[Stage 1] Implements call-this operator

src/compiler/checker.ts

@@ -51,6 +51,7 @@ import {
     CallExpression,
     CallLikeExpression,
     CallSignatureDeclaration,
+    CallThisExpression,
     CancellationToken,
     canHaveDecorators,
     canHaveExportModifier,
@@ -489,6 +490,7 @@ import {
     isCallLikeOrFunctionLikeExpression,
     isCallOrNewExpression,
     isCallSignatureDeclaration,
+    isCallThisExpression,
     isCatchClause,
     isCatchClauseVariableDeclaration,
     isCatchClauseVariableDeclarationOrBindingElement,
@@ -1664,6 +1666,10 @@ export function createTypeChecker(host: TypeCheckerHost): TypeChecker {
         symbolToTypeParameterDeclarations: nodeBuilder.symbolToTypeParameterDeclarations,
         symbolToParameterDeclaration: nodeBuilder.symbolToParameterDeclaration,
         typeParameterToDeclaration: nodeBuilder.typeParameterToDeclaration,
+        getCallThisFunctionsForCompletion: (locationIn) => {
+            const location = getParseTreeNode(locationIn);
+            return location ? getCallThisFunctionsForCompletion(location) : [];
+        },
         getSymbolsInScope: (locationIn, meaning) => {
             const location = getParseTreeNode(locationIn);
             return location ? getSymbolsInScope(location, meaning) : [];
@@ -35428,7 +35434,7 @@ export function createTypeChecker(host: TypeCheckerHost): TypeChecker {
             // If the called expression is not of the form `x.f` or `x["f"]`, then sourceType = voidType
             // If the signature's 'this' type is voidType, then the check is skipped -- anything is compatible.
             // If the expression is a new expression or super call expression, then the check is skipped.
-            const thisArgumentNode = getThisArgumentOfCall(node);
+            const thisArgumentNode = isCallThisExpression(node) ? node.receiver : getThisArgumentOfCall(node);
             const thisArgumentType = getThisArgumentType(thisArgumentNode);
             const errorNode = reportErrors ? (thisArgumentNode || node) : undefined;
             const headMessage = Diagnostics.The_this_context_of_type_0_is_not_assignable_to_method_s_this_of_type_1;
@@ -36441,6 +36447,87 @@ export function createTypeChecker(host: TypeCheckerHost): TypeChecker {
         return resolveErrorCall(node);
     }
 
+    function resolveCallThisExpression(node: CallThisExpression, candidatesOutArray: Signature[] | undefined, checkMode: CheckMode): Signature {
+        let funcType = checkExpression(node.expression);
+
+        funcType = checkNonNullTypeWithReporter(
+            funcType,
+            node.expression,
+            reportCannotInvokePossiblyNullOrUndefinedError,
+        );
+
+        if (funcType === silentNeverType) {
+            return silentNeverSignature;
+        }
+
+        const apparentType = getApparentType(funcType);
+        if (isErrorType(apparentType)) {
+            // Another error has already been reported
+            return resolveErrorCall(node);
+        }
+
+        // Technically, this signatures list may be incomplete. We are taking the apparent type,
+        // but we are not including call signatures that may have been added to the Object or
+        // Function interface, since they have none by default. This is a bit of a leap of faith
+        // that the user will not add any.

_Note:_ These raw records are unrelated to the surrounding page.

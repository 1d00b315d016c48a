use async_trait::async_trait;
use std::sync::atomic::{AtomicU32, Ordering};
use std::time::Duration;

use crate::{
    CaptureBackend, MediaError, MediaTrack, ScreenSource, ScreenSourceKind, TrackKind, TrackSource,
};

/// How a synthetic device responds to an open request.
#[derive(Debug, Clone, Copy, PartialEq, Eq)]
pub enum DeviceBehavior {
    Available,
    Denied,
    Missing,
    /// Never answers; exercises the provider's device timeout.
    Hang,
    /// Answers after the given delay.
    Slow(Duration),
}

/// Capture backend that fabricates tracks without touching hardware.
///
/// Used by tests, the demo command and hosts without capture support.
pub struct SyntheticBackend {
    camera: DeviceBehavior,
    microphone: DeviceBehavior,
    screen: DeviceBehavior,
    sources: Vec<ScreenSource>,
    opened: AtomicU32,
}

impl SyntheticBackend {
    pub fn new() -> Self {
        Self {
            camera: DeviceBehavior::Available,
            microphone: DeviceBehavior::Available,
            screen: DeviceBehavior::Available,
            sources: vec![ScreenSource {
                id: "display-0".to_string(),
                name: "Built-in Display".to_string(),
                kind: ScreenSourceKind::Display,
            }],
            opened: AtomicU32::new(0),
        }
    }

    pub fn camera(mut self, behavior: DeviceBehavior) -> Self {
        self.camera = behavior;
        self
    }

    pub fn microphone(mut self, behavior: DeviceBehavior) -> Self {
        self.microphone = behavior;
        self
    }

    pub fn screen(mut self, behavior: DeviceBehavior) -> Self {
        self.screen = behavior;
        self
    }

    pub fn sources(mut self, sources: Vec<ScreenSource>) -> Self {
        self.sources = sources;
        self
    }

    /// Number of tracks this backend has produced.
    pub fn opened(&self) -> u32 {
        self.opened.load(Ordering::SeqCst)
    }

    async fn open(
        &self,
        behavior: DeviceBehavior,
        device: &'static str,
        kind: TrackKind,
        source: TrackSource,
        label: &str,
    ) -> Result<MediaTrack, MediaError> {
        match behavior {
            DeviceBehavior::Available => {}
            DeviceBehavior::Denied => {
                return Err(if source == TrackSource::Screen {
                    MediaError::ScreenShareDenied
                } else {
                    MediaError::PermissionDenied(device)
                })
            }
            DeviceBehavior::Missing => return Err(MediaError::DeviceMissing(device)),
            DeviceBehavior::Hang => std::future::pending::<()>().await,
            DeviceBehavior::Slow(delay) => tokio::time::sleep(delay).await,
        }
        self.opened.fetch_add(1, Ordering::SeqCst);
        Ok(MediaTrack::new(kind, source, label))
    }
}

impl Default for SyntheticBackend {
    fn default() -> Self {
        Self::new()
    }
}

#[async_trait]
impl CaptureBackend for SyntheticBackend {
    async fn open_camera(&self) -> Result<MediaTrack, MediaError> {
        self.open(
            self.camera,
            "camera",
            TrackKind::Video,
            TrackSource::Camera,
            "synthetic camera",
        )
        .await
    }

    async fn open_microphone(&self) -> Result<MediaTrack, MediaError> {
        self.open(
            self.microphone,
            "microphone",
            TrackKind::Audio,
            TrackSource::Microphone,
            "synthetic microphone",
        )
        .await
    }

    async fn screen_sources(&self) -> Result<Vec<ScreenSource>, MediaError> {
        Ok(self.sources.clone())
    }

    async fn open_screen(&self, source: &ScreenSource) -> Result<MediaTrack, MediaError> {
        if !self.sources.iter().any(|s| s.id == source.id) {
            return Err(MediaError::NoSourceAvailable);
        }
        self.open(
            self.screen,
            "screen",
            TrackKind::Video,
            TrackSource::Screen,
            &source.name,
        )
        .await
    }
}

+        const callSignatures = getSignaturesOfType(apparentType, SignatureKind.Call);
+        const numConstructSignatures = getSignaturesOfType(apparentType, SignatureKind.Construct).length;
+
+        // TS 1.0 Spec: 4.12
+        // In an untyped function call no TypeArgs are permitted, Args can be any argument list, no contextual
+        // types are provided for the argument expressions, and the result is always of type Any.

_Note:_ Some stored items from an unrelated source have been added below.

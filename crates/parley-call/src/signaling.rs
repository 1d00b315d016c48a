//! Transport-agnostic signaling contract.
//!
//! Any transport (WebSocket relay, database change feed, in-process hub)
//! becomes a thin adapter implementing [`SignalingChannel`] and
//! [`Reachability`].

use std::collections::{HashSet, VecDeque};

use async_trait::async_trait;
use parley_common::{MessageId, SignalingMessage};
use tokio::sync::mpsc;

use crate::error::SignalingError;

/// Inbound messages addressed to one user.
pub type SignalStream = mpsc::UnboundedReceiver<SignalingMessage>;

#[async_trait]
pub trait SignalingChannel: Send + Sync {
    /// Deliver `message` to `message.to_user_id`.
    ///
    /// Best effort and ordered per `(from, to)` pair. Failures are reported,
    /// never retried here.
    async fn send(&self, message: SignalingMessage) -> Result<(), SignalingError>;

    /// Stream of messages addressed to `user`. Delivery is at-least-once.
    async fn subscribe(&self, user: &str) -> Result<SignalStream, SignalingError>;
}

/// Lookup of whether a user can currently be addressed by the channel.
#[async_trait]
pub trait Reachability: Send + Sync {
    async fn is_reachable(&self, user: &str) -> bool;
}

/// Remembers recently consumed message ids so redelivered messages are no-ops.
#[derive(Debug)]
pub struct Deduplicator {
    seen: HashSet<MessageId>,
    order: VecDeque<MessageId>,
    capacity: usize,
}

impl Deduplicator {
    pub fn new(capacity: usize) -> Self {
        Self {
            seen: HashSet::with_capacity(capacity),
            order: VecDeque::with_capacity(capacity),
            capacity: capacity.max(1),
        }
    }

    /// Mark `message` processed. Returns `false` if it already was.
    pub fn accept(&mut self, message: &mut SignalingMessage) -> bool {
        if message.processed || self.seen.contains(&message.id) {
            return false;
        }
        if self.order.len() >= self.capacity {
            if let Some(oldest) = self.order.pop_front() {
                self.seen.remove(&oldest);
            }
        }
        self.seen.insert(message.id);
        self.order.push_back(message.id);
        message.processed = true;
        true
    }

    pub fn len(&self) -> usize {
        self.order.len()
    }

    pub fn is_empty(&self) -> bool {
        self.order.is_empty()
    }
}

impl Default for Deduplicator {
    fn default() -> Self {
        Self::new(1024)
    }
}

+        if (isUntypedFunctionCall(funcType, apparentType, callSignatures.length, numConstructSignatures)) {
+            // The unknownType indicates that an error already occurred (and was reported).  No
+            // need to report another error in this case.
+            if (!isErrorType(funcType) && node.typeArguments) {
+                error(node, Diagnostics.Untyped_function_calls_may_not_accept_type_arguments);
+            }
+            return resolveUntypedCall(node);
+        }
+        // If FuncExpr's apparent type(section 3.8.1) is a function type, the call is a typed function call.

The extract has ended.